## Your assignment
Your answer should be every line of the records that contains the word "String", copied as it stands.

[Extracted information — start]

//! Closure-backed adapters.

use std::fmt;
use vxml_types::{AdapterError, Document, DocumentAdapter};

/// A [`DocumentAdapter`] backed by a closure.
///
/// ```
/// use vxml_adapters::AdapterFn;
/// use vxml_types::Document;
///
/// let stamp = AdapterFn::new("stamp", |document: &mut Document| {
///     document.root_mut().set_attribute("xml:lang", "fr-CA");
///     Ok(())
/// });
/// # let _ = stamp;
/// ```
pub struct AdapterFn<F> {
    name: String,
    f: F,
}

impl<F> AdapterFn<F>
where
    F: Fn(&mut Document) -> Result<(), AdapterError> + Send + Sync,
{
    /// Wrap `f` under the given adapter name.
    pub fn new(name: impl Into<String>, f: F) -> Self {
        Self {
            name: name.into(),
            f,
        }
    }
}

impl<F> DocumentAdapter for AdapterFn<F>
where
    F: Fn(&mut Document) -> Result<(), AdapterError> + Send + Sync,
{
    fn name(&self) -> &str {
        &self.name
    }

    fn adapt(&self, document: &mut Document) -> Result<(), AdapterError> {
        (self.f)(document)
    }
}

impl<F> fmt::Debug for AdapterFn<F> {
    fn fmt(&self, f: &mut fmt::Formatter<'_>) -> fmt::Result {
        f.debug_struct("AdapterFn").field("name", &self.name).finish()
    }
}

[Extracted information — finish]

## Result of this task
    name: String,
    pub fn new(name: impl Into<String>, f: F) -> Self {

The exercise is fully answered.